Oracle Support Comedy Errors

Don’t get me wrong. Oracle support analysts have a difficult job. Their products are large, complex beasts and you don’t necessarily expect an immediate response. These, however, I did not expect…

  • Having spent over a day with hourly contact with support, they ring back returning a voice-mail message left before managing speaking to a ‘real’ person. Twenty-seven hours apparently wasn’t enough for a correct response, either.
  • Two weeks of problems lead to a call to our sales manager. Obviously concerned, he went away to research the problem. He came back a day or two later. “This problem you’re having with you SCSI CD-ROM…,” he began. Good effort, wrong customer.
  • They asked us to download a patch from their web site, a mere 36Megs. This looked remarkably similar to a patch we’d received the previous week for another problem. Next they insisted that we needed the next version of the SmartClient software. They even sent someone out to install it for us. Naturally, this solution didn’t work. They ummed and arred for a while before declaring it a ‘bug’ and sending it off to the states to be fixed. This is the last I heard of this problem.

About Oracle Comedy Errors

Credit where it’s due

I am unable to criticise a suite of products the size and complexity of Oracle on my own. There are a number of people that need to me mentioned.
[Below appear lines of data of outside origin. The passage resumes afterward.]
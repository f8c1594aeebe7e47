//! Field-level checks shared by the entity rules.

use std::ops::RangeInclusive;
use std::str::FromStr;

use rust_decimal::Decimal;
use tollx_types::keys::SEPARATOR;

use crate::error::{RuleError, RuleResult};

/// Longest identifier accepted in a key component.
pub const MAX_IDENTIFIER_LEN: usize = 32;

/// Fractional digits allowed on a money amount.
pub const MONEY_SCALE: u32 = 2;

/// Largest magnitude of any money amount, in whole currency units.
pub const MAX_AMOUNT_UNITS: i64 = 1_000_000_000_000;

pub fn require(field: &str, value: &str) -> RuleResult<()> {
    if value.trim().is_empty() {
        return Err(RuleError::validation(field, "is required"));
    }
    Ok(())
}

pub fn require_some<T>(field: &str, value: &Option<T>) -> RuleResult<()> {
    match value {
        Some(_) => Ok(()),
        None => Err(RuleError::validation(field, "is required")),
    }
}

/// Parse a closed-set wire code, reporting the raw value on failure.
pub fn code<T: FromStr>(field: &str, value: &str) -> RuleResult<T> {
    value
        .parse::<T>()
        .map_err(|_| RuleError::invalid_enum(field, value))
}

/// An identifier that becomes a key or partition component.
///
/// The key separator and whitespace are rejected so that composed keys
/// split back into exactly the components they were built from.
pub fn identifier(field: &str, value: &str) -> RuleResult<()> {
    if value.len() > MAX_IDENTIFIER_LEN {
        return Err(RuleError::validation(
            field,
            format!("must be at most {MAX_IDENTIFIER_LEN} characters"),
        ));
    }
    if value.contains(SEPARATOR) {
        return Err(RuleError::validation(
            field,
            format!("must not contain '{SEPARATOR}'"),
        ));
    }
    if value.chars().any(|c| c.is_whitespace() || c.is_control()) {
        return Err(RuleError::validation(field, "must not contain whitespace"));
    }
    Ok(())
}

/// Exactly `len` ASCII uppercase letters, e.g. a state or currency code.
pub fn upper_letters(field: &str, value: &str, len: usize) -> RuleResult<()> {
    if value.len() != len || !value.bytes().all(|b| b.is_ascii_uppercase()) {
        return Err(RuleError::validation(
            field,
            format!("must be {len} uppercase letters"),
        ));
    }
    Ok(())
}

pub fn in_range<T>(field: &str, value: T, range: RangeInclusive<T>) -> RuleResult<()>
where
    T: PartialOrd + std::fmt::Display,
{
    if !range.contains(&value) {
        return Err(RuleError::validation(
            field,
            format!(
                "must be between {} and {}, got {value}",
                range.start(),
                range.end()
            ),
        ));
    }
    Ok(())
}

/// At most two fractional digits and a magnitude of at most
/// [`MAX_AMOUNT_UNITS`]; sign is not checked.
pub fn cents(field: &str, value: Decimal) -> RuleResult<()> {
    if value.abs() > Decimal::from(MAX_AMOUNT_UNITS) {
        return Err(RuleError::validation(
            field,
            format!("must not exceed {MAX_AMOUNT_UNITS} in magnitude"),
        ));
    }
    if value.normalize().scale() > MONEY_SCALE {
        return Err(RuleError::validation(
            field,
            format!("must have at most {MONEY_SCALE} decimal places"),
        ));
    }
    Ok(())
}

/// A non-negative amount with at most two fractional digits.
pub fn money(field: &str, value: Decimal) -> RuleResult<()> {
    if value.is_sign_negative() && !value.is_zero() {
        return Err(RuleError::validation(field, "must not be negative"));
    }
    cents(field, value)
}

/// Two party identifiers naming different agencies.
pub fn distinct_parties(field: &str, value: &str, other_field: &str, other: &str) -> RuleResult<()> {
    if value == other {
        return Err(RuleError::validation(
            field,
            format!("must differ from {other_field}"),
        ));
    }
    Ok(())
}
Remind me if I missed you out!

People

Thanks to Anna Brabants who nearly created the term ‘Oracle Comedy Errors’ and certainly did an almost continuous stream of abuse (not all of it at Oracle).

And thanks to the rest of the project team, who invariable love Oracle products as much as I do.
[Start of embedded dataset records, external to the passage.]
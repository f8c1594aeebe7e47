//! Serde helper for optional fields that partners send as empty strings.
//!
//! `null`, a missing field, and `""` (or whitespace) all decode as `None`.
//! Anything else must decode as `T`.

use serde::de::{self, DeserializeOwned};
use serde::{Deserialize, Deserializer};
use serde_json::Value;

pub fn optional<'de, D, T>(deserializer: D) -> Result<Option<T>, D::Error>
where
    D: Deserializer<'de>,
    T: DeserializeOwned,
{
    match Option::<Value>::deserialize(deserializer)? {
        None | Some(Value::Null) => Ok(None),
        Some(Value::String(s)) if s.trim().is_empty() => Ok(None),
        Some(value) => T::deserialize(value).map(Some).map_err(de::Error::custom),
    }
}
Thanks to the people at Oracle support who no doubt have to put up with a lot, and offer much amusement if only after the event.

Sources

I’ve been on a number of projects that use Oracle, however most of the tales have come from the first two. On these I was a DBA and developer and ended up spending much time on the phone to Oracle support.

The first time, we were implementing Oracle Financials and Human Resources using a Sun UltraEnterprise 1 server and Compaq workstations.

The server was running Solaris 2.5, with Oracle Server 7.1.6, Oracle Applications 10.6.1 and an incredibly large number of patches.

The Compaq P166 clients ran Windows 95, with SmartClient Prod 15. Then Prod 15.1. And then with a number of ineffective patches… You get the idea.

The second time, we were implementing a bespoke client-server application. The Sun Ultra 1 (and later Ultra 2) server was running Solaris 2.5.1 (2.6) with Oracle Workgroup Server 7.3.

The Compaq P133 clients ran Windows NT 4 and connected to Oracle using OLE Objects through Microsoft Visual Basic 5.

Since then I’ve worked mainly as a developer (often doing data-loads) on Oracle 8. Any 8i critiques come from developing my 8i on Linux HOWTO.